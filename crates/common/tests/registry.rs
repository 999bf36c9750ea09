//! Node registry lifecycle across sessions and wallet kinds
mod common;

use std::sync::Arc;

use ::common::entry::REGISTRY_TYPE_ID;
use ::common::interactor::MetadataError;
use ::common::registry::{NodeRegistry, RegistryError};
use ::common::remote::MemoryRemoteStore;
use ::common::testkit::{FlakyRemoteStore, OfflineRemoteStore};

#[tokio::test]
async fn test_double_encrypted_wallet_without_bundle_is_blocked() {
    let store = MemoryRemoteStore::new();
    let registry = NodeRegistry::new(common::interactor(store.clone()));
    let wallet = common::sealed_wallet();

    let result = registry.load(wallet.as_ref(), None).await;

    assert!(matches!(result, Err(RegistryError::DerivationBlocked)));
    assert!(!registry.is_loaded());
    assert!(store
        .history(&common::index_node().address(), REGISTRY_TYPE_ID)
        .unwrap()
        .is_empty());
}

#[tokio::test]
async fn test_wrong_second_password_is_credentials_error() {
    let registry = NodeRegistry::new(common::interactor(MemoryRemoteStore::new()));
    let wallet = common::sealed_wallet();

    let result = registry.load(wallet.as_ref(), Some("wrong")).await;
    assert!(matches!(result, Err(RegistryError::Credentials(_))));
}

#[tokio::test]
async fn test_later_session_loads_without_second_password() {
    let store = MemoryRemoteStore::new();
    let wallet = common::sealed_wallet();

    let first_session = NodeRegistry::new(common::interactor(store.clone()));
    let created = first_session
        .load(wallet.as_ref(), Some(common::SECOND_PASSWORD))
        .await
        .unwrap();
    assert_eq!(
        created.storage.address(),
        common::storage_node().address()
    );

    // Logout, then a new session on the same remote
    first_session.reset().await;
    let second_session = NodeRegistry::new(common::interactor(store.clone()));
    let loaded = second_session.load(wallet.as_ref(), None).await.unwrap();

    assert_eq!(loaded.storage.address(), created.storage.address());
    assert_eq!(loaded.shared.address(), created.shared.address());
    assert_eq!(
        store
            .history(&common::index_node().address(), REGISTRY_TYPE_ID)
            .unwrap()
            .len(),
        1
    );
}

#[tokio::test]
async fn test_plain_and_sealed_wallets_agree() {
    let plain = NodeRegistry::new(common::interactor(MemoryRemoteStore::new()));
    let sealed = NodeRegistry::new(common::interactor(MemoryRemoteStore::new()));

    let a = plain.load(common::plain_wallet().as_ref(), None).await.unwrap();
    let b = sealed
        .load(
            common::sealed_wallet().as_ref(),
            Some(common::SECOND_PASSWORD),
        )
        .await
        .unwrap();

    assert_eq!(a.storage.address(), b.storage.address());
    assert_ne!(a.storage.address(), a.shared.address());
}

#[tokio::test]
async fn test_bundle_save_exhausting_retries_is_unavailable() {
    let store = FlakyRemoteStore::new(MemoryRemoteStore::new(), usize::MAX);
    let registry = NodeRegistry::new(common::interactor(store));

    let result = registry.load(common::plain_wallet().as_ref(), None).await;

    assert!(matches!(result, Err(RegistryError::Unavailable(_))));
    assert!(registry.nodes().is_none());
}

#[tokio::test]
async fn test_unreachable_store_is_unavailable_without_regenerating() {
    let backing = MemoryRemoteStore::new();
    let store = OfflineRemoteStore::new(backing.clone());
    let registry = NodeRegistry::new(common::interactor(store.clone()));
    let wallet = common::plain_wallet();

    let result = registry.load(wallet.as_ref(), None).await;

    assert!(matches!(
        result,
        Err(RegistryError::Unavailable(MetadataError::Transport(_)))
    ));
    assert!(registry.nodes().is_none());
    assert_eq!(store.put_attempts(), 0);
    assert!(backing
        .history(&common::index_node().address(), REGISTRY_TYPE_ID)
        .unwrap()
        .is_empty());

    // Remote back: the next load goes through the normal first-use path
    store.set_offline(false);
    let nodes = registry.load(wallet.as_ref(), None).await.unwrap();
    assert_eq!(nodes.storage.address(), common::storage_node().address());
    assert_eq!(store.put_attempts(), 1);
}

#[tokio::test]
async fn test_bundle_under_other_key_is_corrupt() {
    let store = MemoryRemoteStore::new();
    let interactor = common::interactor(store.clone());
    let index = common::index_node();

    // Signed by the index node but encrypted with a different key
    let ciphertext = common::storage_node()
        .encryption_key()
        .encrypt(br#"{"storageNodeKey":"00","sharedNodeKey":"00"}"#)
        .unwrap();
    let envelope = ::common::envelope::MetadataEnvelope::signed(
        index.secret_key(),
        REGISTRY_TYPE_ID,
        ciphertext,
        None,
    );
    ::common::remote::RemoteStore::put(&store, &index.address(), envelope)
        .await
        .unwrap();

    let registry = NodeRegistry::new(interactor);
    let result = registry.load(common::plain_wallet().as_ref(), None).await;
    assert!(matches!(result, Err(RegistryError::Corrupt(_))));
}

#[tokio::test]
async fn test_concurrent_first_loads_write_bundle_once() {
    let store = MemoryRemoteStore::new();
    let registry = Arc::new(NodeRegistry::new(common::interactor(store.clone())));
    let wallet = common::plain_wallet();

    let mut handles = Vec::new();
    for _ in 0..8 {
        let registry = registry.clone();
        let wallet = wallet.clone();
        handles.push(tokio::spawn(async move {
            registry.load(wallet.as_ref(), None).await
        }));
    }

    let mut addresses = Vec::new();
    for handle in handles {
        addresses.push(handle.await.unwrap().unwrap().storage.address());
    }
    addresses.dedup();

    assert_eq!(addresses.len(), 1);
    assert_eq!(
        store
            .history(&common::index_node().address(), REGISTRY_TYPE_ID)
            .unwrap()
            .len(),
        1
    );
}

#[tokio::test]
async fn test_bundle_race_between_sessions_still_loads() {
    let backing = MemoryRemoteStore::new();
    let stale = ::common::testkit::SnapshotRemoteStore::new(backing.clone());
    stale.freeze();

    // Session B saw no bundle, then session A created it
    let session_b = NodeRegistry::new(common::interactor(stale.clone()));
    let index = common::index_node();
    assert!(common::interactor(stale.clone())
        .load(&index, REGISTRY_TYPE_ID)
        .await
        .unwrap()
        .is_none());

    let session_a = NodeRegistry::new(common::interactor(backing.clone()));
    let a = session_a
        .load(common::plain_wallet().as_ref(), None)
        .await
        .unwrap();

    let b = session_b
        .load(common::plain_wallet().as_ref(), None)
        .await
        .unwrap();

    assert_eq!(a.storage.address(), b.storage.address());
    assert_eq!(
        backing
            .history(&index.address(), REGISTRY_TYPE_ID)
            .unwrap()
            .len(),
        1
    );
}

Exercise instructions
Exactly the lines from the one with "assert!(common::interactor(stale.clone())" through the final line of the entries are to be returned, both ends included.

Solution for this problem
    assert!(common::interactor(stale.clone())
        .load(&index, REGISTRY_TYPE_ID)
        .await
        .unwrap()
        .is_none());

    let session_a = NodeRegistry::new(common::interactor(backing.clone()));
    let a = session_a
        .load(common::plain_wallet().as_ref(), None)
        .await
        .unwrap();

    let b = session_b
        .load(common::plain_wallet().as_ref(), None)
        .await
        .unwrap();

    assert_eq!(a.storage.address(), b.storage.address());
    assert_eq!(
        backing
            .history(&index.address(), REGISTRY_TYPE_ID)
            .unwrap()
            .len(),
        1
    );
}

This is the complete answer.